The commercial and cultural explosion of the digital age may have been born in California's Silicon Valley, but it reached its high point of riotous, chaotic exuberance in New York City from 1995 to 2000—in the golden age of Silicon Alley. In that short stretch of time a generation of talented, untested twentysomethings deluged the city, launching thousands of new Internet ventures and attracting billions of dollars in investment capital. Many of these young entrepreneurs were entranced by the infinite promise of the new media; others seemed more captivated by the promise of infinite profits. The innovations they launched—from online advertising to 24-hour Webcasting—propelled both the Internet and the tech-stock boom of the late '90s. And in doing so they sent the city around them into a maelstrom of brainstorming, code-writing, fundraising, drugs, sex, and frenzied hype . . .

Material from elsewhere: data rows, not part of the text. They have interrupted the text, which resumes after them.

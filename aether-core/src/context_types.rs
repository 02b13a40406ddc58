//! Context window types consumed by the Context Provisioner (§3, §4.4).

use crate::{AgentId, ElementId, Phase, Timestamp};
use serde::{Deserialize, Serialize};
use std::collections::HashSet;

/// Which of the four context layers an element was selected into.
#[derive(Debug, Clone, Copy, PartialEq, Eq, Hash, Serialize, Deserialize)]
pub enum ContextLayer {
    Doctrinal,
    Situational,
    Historical,
    Collaborative,
}

impl ContextLayer {
    pub const ALL: [ContextLayer; 4] = [
        ContextLayer::Doctrinal,
        ContextLayer::Situational,
        ContextLayer::Historical,
        ContextLayer::Collaborative,
    ];

    /// Prune order when the total exceeds the token budget: collaborative
    /// goes first, doctrinal last (§4.4).
    pub const PRUNE_ORDER: [ContextLayer; 4] = [
        ContextLayer::Collaborative,
        ContextLayer::Historical,
        ContextLayer::Situational,
        ContextLayer::Doctrinal,
    ];
}

/// One citable unit of context, stamped with a globally unique typed ID
/// (§3).
#[derive(Debug, Clone, PartialEq, Serialize, Deserialize)]
pub struct ContextElement {
    pub id: ElementId,
    pub layer: ContextLayer,
    pub content: String,
    pub metadata: serde_json::Value,
    pub relevance_score: f32,
    pub token_count: u32,
    pub embedding: Option<Vec<f32>>,
}

impl ContextElement {
    pub fn new(id: ElementId, layer: ContextLayer, content: impl Into<String>, relevance_score: f32, token_count: u32) -> Self {
        Self {
            id,
            layer,
            content: content.into(),
            metadata: serde_json::Value::Null,
            relevance_score,
            token_count,
            embedding: None,
        }
    }
}

/// Per-agent, per-task context snapshot (§3, §4.4).
///
/// Invariants: Σ tokens(elements) ≤ token_budget; `referenced ⊆
/// {e.id for e in elements}`; no element id repeats across layers.
#[derive(Debug, Clone, PartialEq, Serialize, Deserialize)]
pub struct AgentContext {
    pub agent_id: AgentId,
    pub phase: Phase,
    pub task: String,
    pub doctrinal: Vec<ContextElement>,
    pub situational: Vec<ContextElement>,
    pub historical: Vec<ContextElement>,
    pub collaborative: Vec<ContextElement>,
    pub token_budget: u32,
    pub referenced: HashSet<ElementId>,
    pub utilization_rate: f32,
    /// Set when the doctrinal floor (§4.4) could not be met.
    pub degraded: bool,
    pub created_at: Timestamp,
}

impl AgentContext {
    pub fn elements(&self) -> impl Iterator<Item = &ContextElement> {
        self.doctrinal
            .iter()
            .chain(self.situational.iter())
            .chain(self.historical.iter())
            .chain(self.collaborative.iter())
    }

    pub fn layer_mut(&mut self, layer: ContextLayer) -> &mut Vec<ContextElement> {
        match layer {
            ContextLayer::Doctrinal => &mut self.doctrinal,
            ContextLayer::Situational => &mut self.situational,
            ContextLayer::Historical => &mut self.historical,
            ContextLayer::Collaborative => &mut self.collaborative,
        }
    }

    pub fn layer(&self, layer: ContextLayer) -> &[ContextElement] {
        match layer {
            ContextLayer::Doctrinal => &self.doctrinal,
            ContextLayer::Situational => &self.situational,
            ContextLayer::Historical => &self.historical,
            ContextLayer::Collaborative => &self.collaborative,
        }
    }

    pub fn total_tokens(&self) -> u32 {
        self.elements().map(|e| e.token_count).sum()
    }

    pub fn provisioned_ids(&self) -> HashSet<ElementId> {
        self.elements().map(|e| e.id.clone()).collect()
    }

    /// §3/§8 invariant check: budget respected and referenced ⊆ provisioned.
    pub fn check_invariants(&self) -> Result<(), String> {
        if self.total_tokens() > self.token_budget {
            return Err(format!(
                "token budget exceeded: {} > {}",
                self.total_tokens(),
                self.token_budget
            ));
        }
        let provisioned = self.provisioned_ids();
        if !self.referenced.is_subset(&provisioned) {
            return Err("referenced elements not a subset of provisioned elements".to_string());
        }
        let mut seen = HashSet::new();
        for element in self.elements() {
            if !seen.insert(element.id.clone()) {
                return Err(format!("duplicate element id across layers: {}", element.id));
            }
        }
        Ok(())
    }
}

#[cfg(test)]
mod tests {
    use super::*;
    use crate::ElementPrefix;

    fn element(layer: ContextLayer, prefix: ElementPrefix, tokens: u32, score: f32) -> ContextElement {
        ContextElement::new(ElementId::new(prefix), layer, "content", score, tokens)
    }

    #[test]
    fn invariants_hold_for_well_formed_context() {
        let doc = element(ContextLayer::Doctrinal, ElementPrefix::Doctrine, 100, 0.9);
        let id = doc.id.clone();
        let ctx = AgentContext {
            agent_id: AgentId::now_v7(),
            phase: Phase::Phase1,
            task: "plan".into(),
            doctrinal: vec![doc],
            situational: vec![],
            historical: vec![],
            collaborative: vec![],
            token_budget: 1000,
            referenced: [id].into_iter().collect(),
            utilization_rate: 1.0,
            degraded: false,
            created_at: chrono::Utc::now(),
        };
        assert!(ctx.check_invariants().is_ok());
    }

    #[test]
    fn invariants_reject_budget_overrun() {
        let doc = element(ContextLayer::Doctrinal, ElementPrefix::Doctrine, 2000, 0.9);
        let ctx = AgentContext {
            agent_id: AgentId::now_v7(),
            phase: Phase::Phase1,
            task: "plan".into(),
            doctrinal: vec![doc],
            situational: vec![],
            historical: vec![],
            collaborative: vec![],
            token_budget: 1000,
            referenced: HashSet::new(),
            utilization_rate: 0.0,
            degraded: false,
            created_at: chrono::Utc::now(),
        };
        assert!(ctx.check_invariants().is_err());
    }

    #[test]
    fn invariants_reject_unreferenced_leakage() {
        let ctx = AgentContext {
            agent_id: AgentId::now_v7(),
            phase: Phase::Phase1,
            task: "plan".into(),
            doctrinal: vec![],
            situational: vec![],
            historical: vec![],
            collaborative: vec![],
            token_budget: 1000,
            referenced: [ElementId::new(ElementPrefix::Doctrine)].into_iter().collect(),
            utilization_rate: 0.0,
            degraded: false,
            created_at: chrono::Utc::now(),
        };
        assert!(ctx.check_invariants().is_err());
    }
}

until April 2000, when the NASDAQ zeppelin finally burst and fell at their feet.
In the pages of Digital Hustlers, Alley insiders Casey Kait and Stephen Weiss have captured the excitement and excesses of this remarkable moment in time. Weaving together the voices of more than fifty of the industry's leading characters, this extraordinary oral history offers a ground-zero look at the birth of a new medium. Here are entrepreneurs like Kevin O'Connor of DoubleClick, Fernando Espuelas of StarMedia, and Craig Kanarick of Razorfish; commentators like Omar Wasow of MSNBC and Jason McCabe Calacanis of the Silicon Alley Reporter; and inimitable Alley characters like party diva Courtney Pulitzer and Josh Harris, the clown prince of Pseudo.com. Together they describe a world of sweatshop programmers and paper millionaires, of cocktail-napkin business plans and billion-dollar IPOs, of spectacular successes and flame-outs alike.
Candid and open-eyed, bristling with energy and argument, Digital Hustlers is an unforgettable group portrait of a wildly creative culture caught in the headlights of achievement.